_Exercise_.
Filter the lines below, keeping each one that holds "hosts".

━━━━

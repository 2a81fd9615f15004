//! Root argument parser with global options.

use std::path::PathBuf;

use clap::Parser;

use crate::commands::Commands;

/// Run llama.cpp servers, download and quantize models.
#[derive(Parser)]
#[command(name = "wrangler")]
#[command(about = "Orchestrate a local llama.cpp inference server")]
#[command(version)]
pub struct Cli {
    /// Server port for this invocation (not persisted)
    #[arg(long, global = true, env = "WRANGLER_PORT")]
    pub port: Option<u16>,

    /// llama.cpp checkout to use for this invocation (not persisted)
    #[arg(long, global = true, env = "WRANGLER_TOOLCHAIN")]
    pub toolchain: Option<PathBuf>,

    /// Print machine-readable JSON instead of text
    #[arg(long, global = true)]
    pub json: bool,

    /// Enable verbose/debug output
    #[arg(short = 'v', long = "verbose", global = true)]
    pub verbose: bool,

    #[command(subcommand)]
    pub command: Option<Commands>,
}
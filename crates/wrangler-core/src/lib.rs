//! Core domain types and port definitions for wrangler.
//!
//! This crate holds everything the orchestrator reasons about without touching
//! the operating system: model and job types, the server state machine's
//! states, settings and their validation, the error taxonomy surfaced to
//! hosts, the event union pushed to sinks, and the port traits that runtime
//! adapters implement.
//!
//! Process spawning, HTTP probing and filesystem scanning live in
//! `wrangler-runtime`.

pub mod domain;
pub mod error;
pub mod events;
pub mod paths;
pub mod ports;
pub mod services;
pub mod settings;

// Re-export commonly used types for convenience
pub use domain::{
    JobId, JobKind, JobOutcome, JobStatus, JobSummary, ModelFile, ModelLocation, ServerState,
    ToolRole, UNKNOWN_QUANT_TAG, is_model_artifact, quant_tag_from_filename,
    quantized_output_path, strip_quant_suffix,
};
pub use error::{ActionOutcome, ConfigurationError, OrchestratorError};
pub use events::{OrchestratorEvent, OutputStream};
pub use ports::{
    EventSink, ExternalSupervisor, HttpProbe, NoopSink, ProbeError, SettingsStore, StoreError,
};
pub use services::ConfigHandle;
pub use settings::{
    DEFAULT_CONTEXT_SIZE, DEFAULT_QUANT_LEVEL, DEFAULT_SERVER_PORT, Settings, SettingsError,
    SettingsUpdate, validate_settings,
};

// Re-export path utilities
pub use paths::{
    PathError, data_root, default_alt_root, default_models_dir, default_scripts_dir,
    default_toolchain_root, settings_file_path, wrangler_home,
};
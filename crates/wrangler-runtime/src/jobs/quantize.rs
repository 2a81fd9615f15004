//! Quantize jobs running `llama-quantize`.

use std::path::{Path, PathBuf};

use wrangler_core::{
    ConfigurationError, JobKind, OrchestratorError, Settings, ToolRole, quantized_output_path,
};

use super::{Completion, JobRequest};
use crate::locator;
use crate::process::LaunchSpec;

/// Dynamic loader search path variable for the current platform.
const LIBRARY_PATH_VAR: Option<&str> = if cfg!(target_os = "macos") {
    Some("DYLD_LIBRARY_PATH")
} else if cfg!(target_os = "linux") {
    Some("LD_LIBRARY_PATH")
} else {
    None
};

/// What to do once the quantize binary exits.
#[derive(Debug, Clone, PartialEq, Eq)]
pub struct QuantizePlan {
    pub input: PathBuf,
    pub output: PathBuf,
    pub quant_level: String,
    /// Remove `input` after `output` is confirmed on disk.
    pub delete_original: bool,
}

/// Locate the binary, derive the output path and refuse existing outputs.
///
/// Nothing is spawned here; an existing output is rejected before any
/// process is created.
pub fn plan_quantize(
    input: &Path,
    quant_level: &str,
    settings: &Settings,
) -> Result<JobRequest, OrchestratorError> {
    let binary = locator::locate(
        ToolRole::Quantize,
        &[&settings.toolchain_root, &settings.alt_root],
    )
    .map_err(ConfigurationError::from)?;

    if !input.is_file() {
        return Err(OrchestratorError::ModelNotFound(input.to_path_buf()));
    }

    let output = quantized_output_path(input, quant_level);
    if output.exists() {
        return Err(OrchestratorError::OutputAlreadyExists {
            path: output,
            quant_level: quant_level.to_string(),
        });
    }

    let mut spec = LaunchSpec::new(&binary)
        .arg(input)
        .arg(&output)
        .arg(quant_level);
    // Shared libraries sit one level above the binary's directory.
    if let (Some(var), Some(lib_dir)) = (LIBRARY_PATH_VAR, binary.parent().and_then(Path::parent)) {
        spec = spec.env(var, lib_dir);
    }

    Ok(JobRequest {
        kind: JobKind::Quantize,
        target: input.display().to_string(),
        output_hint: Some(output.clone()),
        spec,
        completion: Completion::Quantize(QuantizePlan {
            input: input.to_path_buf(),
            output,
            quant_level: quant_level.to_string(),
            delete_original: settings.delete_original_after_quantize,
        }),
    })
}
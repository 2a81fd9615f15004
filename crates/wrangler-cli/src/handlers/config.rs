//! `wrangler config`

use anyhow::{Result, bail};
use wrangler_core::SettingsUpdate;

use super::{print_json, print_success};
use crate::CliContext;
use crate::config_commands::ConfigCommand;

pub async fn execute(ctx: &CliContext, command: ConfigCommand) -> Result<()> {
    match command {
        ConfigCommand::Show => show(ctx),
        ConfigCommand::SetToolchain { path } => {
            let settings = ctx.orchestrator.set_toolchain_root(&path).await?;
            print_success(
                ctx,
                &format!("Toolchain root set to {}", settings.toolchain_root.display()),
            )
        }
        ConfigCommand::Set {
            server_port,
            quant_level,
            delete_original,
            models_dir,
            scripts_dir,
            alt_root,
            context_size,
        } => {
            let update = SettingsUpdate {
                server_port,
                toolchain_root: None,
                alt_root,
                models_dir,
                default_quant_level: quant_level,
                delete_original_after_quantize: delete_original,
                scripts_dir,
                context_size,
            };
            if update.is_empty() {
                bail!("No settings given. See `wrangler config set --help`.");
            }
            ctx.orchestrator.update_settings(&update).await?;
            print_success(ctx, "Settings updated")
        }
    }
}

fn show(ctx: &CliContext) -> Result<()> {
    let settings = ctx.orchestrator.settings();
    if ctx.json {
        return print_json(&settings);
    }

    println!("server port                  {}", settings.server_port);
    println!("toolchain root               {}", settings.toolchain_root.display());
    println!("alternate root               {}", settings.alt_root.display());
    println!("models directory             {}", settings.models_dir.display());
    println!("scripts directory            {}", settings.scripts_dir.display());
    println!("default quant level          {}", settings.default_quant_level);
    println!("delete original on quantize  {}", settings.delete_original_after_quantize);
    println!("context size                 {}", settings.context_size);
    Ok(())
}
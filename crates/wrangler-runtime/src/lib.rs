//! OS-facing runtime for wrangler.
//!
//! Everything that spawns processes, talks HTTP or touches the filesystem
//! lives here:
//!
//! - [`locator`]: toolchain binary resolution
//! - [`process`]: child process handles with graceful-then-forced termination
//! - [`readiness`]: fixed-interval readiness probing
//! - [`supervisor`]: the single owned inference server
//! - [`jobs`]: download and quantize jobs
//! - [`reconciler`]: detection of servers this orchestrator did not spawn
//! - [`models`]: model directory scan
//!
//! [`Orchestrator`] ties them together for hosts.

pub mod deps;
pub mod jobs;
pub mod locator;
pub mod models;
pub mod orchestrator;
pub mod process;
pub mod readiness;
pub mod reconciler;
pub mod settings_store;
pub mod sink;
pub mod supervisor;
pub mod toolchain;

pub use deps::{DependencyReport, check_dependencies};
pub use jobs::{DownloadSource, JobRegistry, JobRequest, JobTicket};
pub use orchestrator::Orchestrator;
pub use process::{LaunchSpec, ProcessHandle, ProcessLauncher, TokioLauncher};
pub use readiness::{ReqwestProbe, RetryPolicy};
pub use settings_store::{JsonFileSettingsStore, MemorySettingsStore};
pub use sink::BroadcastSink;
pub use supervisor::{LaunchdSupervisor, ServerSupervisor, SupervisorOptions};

━━━━

_Finished exercise_.
//! hosts, the event union pushed to sinks, and the port traits that runtime
//! [`Orchestrator`] ties them together for hosts.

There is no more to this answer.